YOUR INSTRUCTIONS: Copy out the lines below that hold the word "gets".

MATERIAL FOR THIS TASK:
+ + + +
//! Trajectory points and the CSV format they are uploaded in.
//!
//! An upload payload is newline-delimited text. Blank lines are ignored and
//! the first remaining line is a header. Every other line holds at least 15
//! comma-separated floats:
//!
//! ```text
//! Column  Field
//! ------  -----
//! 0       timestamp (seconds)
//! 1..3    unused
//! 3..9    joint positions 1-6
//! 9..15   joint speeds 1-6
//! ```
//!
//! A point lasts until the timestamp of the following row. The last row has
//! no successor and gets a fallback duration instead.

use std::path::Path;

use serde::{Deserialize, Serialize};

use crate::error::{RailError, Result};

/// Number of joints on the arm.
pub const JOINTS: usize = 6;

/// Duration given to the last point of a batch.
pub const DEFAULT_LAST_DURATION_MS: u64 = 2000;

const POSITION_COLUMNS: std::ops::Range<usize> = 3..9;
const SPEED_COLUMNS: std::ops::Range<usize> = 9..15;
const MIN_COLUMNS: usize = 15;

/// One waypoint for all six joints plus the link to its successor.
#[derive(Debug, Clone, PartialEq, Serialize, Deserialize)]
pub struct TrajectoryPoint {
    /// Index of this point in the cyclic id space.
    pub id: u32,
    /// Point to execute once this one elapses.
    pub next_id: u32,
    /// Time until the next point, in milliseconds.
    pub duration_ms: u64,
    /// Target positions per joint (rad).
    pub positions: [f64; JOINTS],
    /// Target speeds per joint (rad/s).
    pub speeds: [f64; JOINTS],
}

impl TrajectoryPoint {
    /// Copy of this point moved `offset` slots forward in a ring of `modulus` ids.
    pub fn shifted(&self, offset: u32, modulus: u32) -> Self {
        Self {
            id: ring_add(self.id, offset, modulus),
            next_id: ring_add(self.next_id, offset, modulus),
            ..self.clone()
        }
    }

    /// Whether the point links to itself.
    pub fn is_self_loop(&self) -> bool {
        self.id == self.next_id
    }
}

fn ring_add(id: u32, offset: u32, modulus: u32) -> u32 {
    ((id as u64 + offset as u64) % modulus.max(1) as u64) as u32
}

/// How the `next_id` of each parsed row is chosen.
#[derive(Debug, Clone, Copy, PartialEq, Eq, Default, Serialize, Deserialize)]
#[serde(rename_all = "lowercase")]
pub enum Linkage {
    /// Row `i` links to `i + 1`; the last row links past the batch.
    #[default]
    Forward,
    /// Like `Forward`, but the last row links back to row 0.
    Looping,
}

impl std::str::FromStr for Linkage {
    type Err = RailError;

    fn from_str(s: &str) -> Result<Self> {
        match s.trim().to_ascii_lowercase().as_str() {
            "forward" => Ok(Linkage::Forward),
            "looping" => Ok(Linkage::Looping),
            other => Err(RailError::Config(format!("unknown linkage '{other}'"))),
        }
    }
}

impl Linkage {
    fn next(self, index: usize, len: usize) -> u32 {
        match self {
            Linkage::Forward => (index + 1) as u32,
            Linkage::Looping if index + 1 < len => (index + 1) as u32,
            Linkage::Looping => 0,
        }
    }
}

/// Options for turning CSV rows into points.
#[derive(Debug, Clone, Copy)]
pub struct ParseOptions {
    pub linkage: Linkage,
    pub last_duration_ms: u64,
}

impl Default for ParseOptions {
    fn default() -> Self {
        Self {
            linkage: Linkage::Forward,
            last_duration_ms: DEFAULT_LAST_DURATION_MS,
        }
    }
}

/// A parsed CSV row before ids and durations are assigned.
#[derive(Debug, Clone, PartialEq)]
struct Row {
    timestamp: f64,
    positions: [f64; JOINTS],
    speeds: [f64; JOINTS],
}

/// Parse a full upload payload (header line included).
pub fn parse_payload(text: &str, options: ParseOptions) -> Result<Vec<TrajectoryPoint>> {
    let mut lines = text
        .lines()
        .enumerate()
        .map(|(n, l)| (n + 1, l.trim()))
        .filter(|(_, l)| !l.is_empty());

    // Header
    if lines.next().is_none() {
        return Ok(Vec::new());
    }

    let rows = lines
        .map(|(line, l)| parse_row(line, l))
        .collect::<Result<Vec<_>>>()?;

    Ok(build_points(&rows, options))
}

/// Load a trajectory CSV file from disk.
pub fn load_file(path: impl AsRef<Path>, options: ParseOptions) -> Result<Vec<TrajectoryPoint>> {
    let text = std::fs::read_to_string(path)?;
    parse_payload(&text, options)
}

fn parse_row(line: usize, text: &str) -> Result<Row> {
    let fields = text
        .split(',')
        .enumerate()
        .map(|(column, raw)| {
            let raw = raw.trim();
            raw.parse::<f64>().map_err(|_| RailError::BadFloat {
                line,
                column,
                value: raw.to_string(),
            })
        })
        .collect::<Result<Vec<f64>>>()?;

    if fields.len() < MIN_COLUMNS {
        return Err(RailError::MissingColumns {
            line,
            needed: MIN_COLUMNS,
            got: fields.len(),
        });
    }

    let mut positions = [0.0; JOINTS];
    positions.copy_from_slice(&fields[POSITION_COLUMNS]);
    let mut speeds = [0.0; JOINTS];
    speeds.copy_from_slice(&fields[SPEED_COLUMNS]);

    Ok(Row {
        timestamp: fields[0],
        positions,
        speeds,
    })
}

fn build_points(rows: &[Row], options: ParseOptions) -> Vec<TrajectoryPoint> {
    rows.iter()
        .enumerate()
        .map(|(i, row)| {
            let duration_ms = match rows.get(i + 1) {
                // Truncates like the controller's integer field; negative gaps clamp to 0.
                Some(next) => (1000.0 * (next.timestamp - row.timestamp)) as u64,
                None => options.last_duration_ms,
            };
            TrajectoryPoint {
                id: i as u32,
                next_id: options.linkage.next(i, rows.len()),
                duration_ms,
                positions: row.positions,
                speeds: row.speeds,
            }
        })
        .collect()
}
+ + + +
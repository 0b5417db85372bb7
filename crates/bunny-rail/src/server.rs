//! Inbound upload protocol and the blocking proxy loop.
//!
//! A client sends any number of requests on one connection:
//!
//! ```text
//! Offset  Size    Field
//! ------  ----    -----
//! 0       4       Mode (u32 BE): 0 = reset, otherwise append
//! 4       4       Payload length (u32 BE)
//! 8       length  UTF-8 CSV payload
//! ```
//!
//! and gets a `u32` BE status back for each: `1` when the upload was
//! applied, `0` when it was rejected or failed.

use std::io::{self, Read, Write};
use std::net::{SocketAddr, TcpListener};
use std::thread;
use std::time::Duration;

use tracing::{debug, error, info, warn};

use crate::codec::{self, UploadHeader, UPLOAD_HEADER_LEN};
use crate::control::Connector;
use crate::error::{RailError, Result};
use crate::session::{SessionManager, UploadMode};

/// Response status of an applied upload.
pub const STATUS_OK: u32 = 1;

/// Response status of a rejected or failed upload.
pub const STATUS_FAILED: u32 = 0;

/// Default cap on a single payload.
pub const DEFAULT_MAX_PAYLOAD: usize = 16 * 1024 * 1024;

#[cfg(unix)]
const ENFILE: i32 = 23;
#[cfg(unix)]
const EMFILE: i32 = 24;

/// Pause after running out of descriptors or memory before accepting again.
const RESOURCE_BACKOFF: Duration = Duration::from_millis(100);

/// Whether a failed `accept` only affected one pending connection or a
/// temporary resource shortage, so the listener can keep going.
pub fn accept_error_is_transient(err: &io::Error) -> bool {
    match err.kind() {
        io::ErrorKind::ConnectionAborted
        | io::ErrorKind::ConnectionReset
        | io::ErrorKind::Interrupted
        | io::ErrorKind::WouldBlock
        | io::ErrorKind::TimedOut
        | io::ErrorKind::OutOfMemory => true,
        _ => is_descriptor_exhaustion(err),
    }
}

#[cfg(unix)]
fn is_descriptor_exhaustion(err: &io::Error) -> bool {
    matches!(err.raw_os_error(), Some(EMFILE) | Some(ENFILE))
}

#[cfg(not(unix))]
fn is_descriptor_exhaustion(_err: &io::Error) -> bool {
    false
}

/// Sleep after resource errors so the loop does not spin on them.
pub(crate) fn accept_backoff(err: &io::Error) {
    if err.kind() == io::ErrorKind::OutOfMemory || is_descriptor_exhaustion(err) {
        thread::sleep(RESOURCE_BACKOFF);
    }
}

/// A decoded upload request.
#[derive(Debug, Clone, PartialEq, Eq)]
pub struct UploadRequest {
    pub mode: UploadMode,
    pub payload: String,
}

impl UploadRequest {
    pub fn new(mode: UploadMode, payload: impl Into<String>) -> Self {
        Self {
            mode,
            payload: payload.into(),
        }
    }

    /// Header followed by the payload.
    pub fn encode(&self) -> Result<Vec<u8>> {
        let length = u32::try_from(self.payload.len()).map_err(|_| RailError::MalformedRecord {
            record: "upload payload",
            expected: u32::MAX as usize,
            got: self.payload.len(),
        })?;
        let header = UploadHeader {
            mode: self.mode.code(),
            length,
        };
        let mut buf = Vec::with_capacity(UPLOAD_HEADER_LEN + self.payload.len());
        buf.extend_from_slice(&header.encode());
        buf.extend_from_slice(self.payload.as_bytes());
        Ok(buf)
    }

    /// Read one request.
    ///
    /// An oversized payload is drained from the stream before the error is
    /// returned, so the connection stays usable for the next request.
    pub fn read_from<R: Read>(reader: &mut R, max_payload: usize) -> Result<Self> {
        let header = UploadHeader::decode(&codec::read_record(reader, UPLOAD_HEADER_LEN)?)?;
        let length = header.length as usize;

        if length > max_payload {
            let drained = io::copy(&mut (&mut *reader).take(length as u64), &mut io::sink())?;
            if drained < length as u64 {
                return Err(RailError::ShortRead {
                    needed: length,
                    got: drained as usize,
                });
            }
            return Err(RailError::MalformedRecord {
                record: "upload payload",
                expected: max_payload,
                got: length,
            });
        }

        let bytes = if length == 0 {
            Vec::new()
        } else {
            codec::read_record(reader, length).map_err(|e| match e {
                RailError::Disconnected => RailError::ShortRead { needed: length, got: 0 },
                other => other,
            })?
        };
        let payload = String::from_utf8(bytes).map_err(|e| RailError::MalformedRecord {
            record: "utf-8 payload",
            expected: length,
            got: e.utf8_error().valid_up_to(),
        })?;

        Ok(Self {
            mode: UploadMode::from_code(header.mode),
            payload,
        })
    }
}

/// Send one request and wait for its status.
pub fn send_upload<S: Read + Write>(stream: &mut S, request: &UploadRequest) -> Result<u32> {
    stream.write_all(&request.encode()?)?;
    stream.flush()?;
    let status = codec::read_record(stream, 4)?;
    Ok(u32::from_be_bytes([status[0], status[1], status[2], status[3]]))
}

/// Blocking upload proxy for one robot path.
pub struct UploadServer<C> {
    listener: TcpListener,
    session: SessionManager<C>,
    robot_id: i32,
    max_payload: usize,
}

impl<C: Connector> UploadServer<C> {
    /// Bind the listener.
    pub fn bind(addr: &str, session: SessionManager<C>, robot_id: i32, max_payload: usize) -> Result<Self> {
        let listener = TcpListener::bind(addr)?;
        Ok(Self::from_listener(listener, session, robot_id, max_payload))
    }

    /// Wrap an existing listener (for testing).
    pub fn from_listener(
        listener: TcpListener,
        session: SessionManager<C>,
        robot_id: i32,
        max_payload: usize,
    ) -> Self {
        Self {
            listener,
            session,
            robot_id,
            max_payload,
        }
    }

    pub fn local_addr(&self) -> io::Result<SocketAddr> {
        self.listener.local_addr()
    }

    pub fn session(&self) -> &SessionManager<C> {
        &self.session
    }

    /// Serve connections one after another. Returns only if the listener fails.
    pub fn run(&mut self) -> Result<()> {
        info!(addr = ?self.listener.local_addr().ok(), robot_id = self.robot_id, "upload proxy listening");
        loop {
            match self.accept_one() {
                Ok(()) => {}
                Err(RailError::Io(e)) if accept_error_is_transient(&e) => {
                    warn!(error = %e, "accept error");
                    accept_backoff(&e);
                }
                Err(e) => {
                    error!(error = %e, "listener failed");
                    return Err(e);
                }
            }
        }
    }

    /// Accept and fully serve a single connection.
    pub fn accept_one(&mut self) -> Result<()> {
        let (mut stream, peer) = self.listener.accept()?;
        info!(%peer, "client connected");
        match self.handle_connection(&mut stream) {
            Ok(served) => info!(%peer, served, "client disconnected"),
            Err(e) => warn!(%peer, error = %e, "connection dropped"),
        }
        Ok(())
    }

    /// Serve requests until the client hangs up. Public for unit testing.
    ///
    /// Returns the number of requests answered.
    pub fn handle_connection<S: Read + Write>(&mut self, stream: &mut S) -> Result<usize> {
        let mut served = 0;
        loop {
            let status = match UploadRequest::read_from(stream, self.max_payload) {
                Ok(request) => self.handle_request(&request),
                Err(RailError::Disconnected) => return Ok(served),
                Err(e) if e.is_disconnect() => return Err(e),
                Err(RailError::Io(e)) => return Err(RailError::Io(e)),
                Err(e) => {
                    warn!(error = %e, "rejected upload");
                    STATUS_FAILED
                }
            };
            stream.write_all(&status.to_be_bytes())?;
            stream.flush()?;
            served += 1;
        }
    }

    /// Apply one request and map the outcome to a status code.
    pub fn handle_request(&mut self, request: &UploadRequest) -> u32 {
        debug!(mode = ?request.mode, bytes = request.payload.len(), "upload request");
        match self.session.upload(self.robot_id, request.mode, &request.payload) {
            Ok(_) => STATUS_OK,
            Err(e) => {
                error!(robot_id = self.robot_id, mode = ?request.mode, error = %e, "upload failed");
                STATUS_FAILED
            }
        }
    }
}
+ + + +
SOLUTION FOR THIS EXERCISE:
//! no successor and gets a fallback duration instead.
//! and gets a `u32` BE status back for each: `1` when the upload was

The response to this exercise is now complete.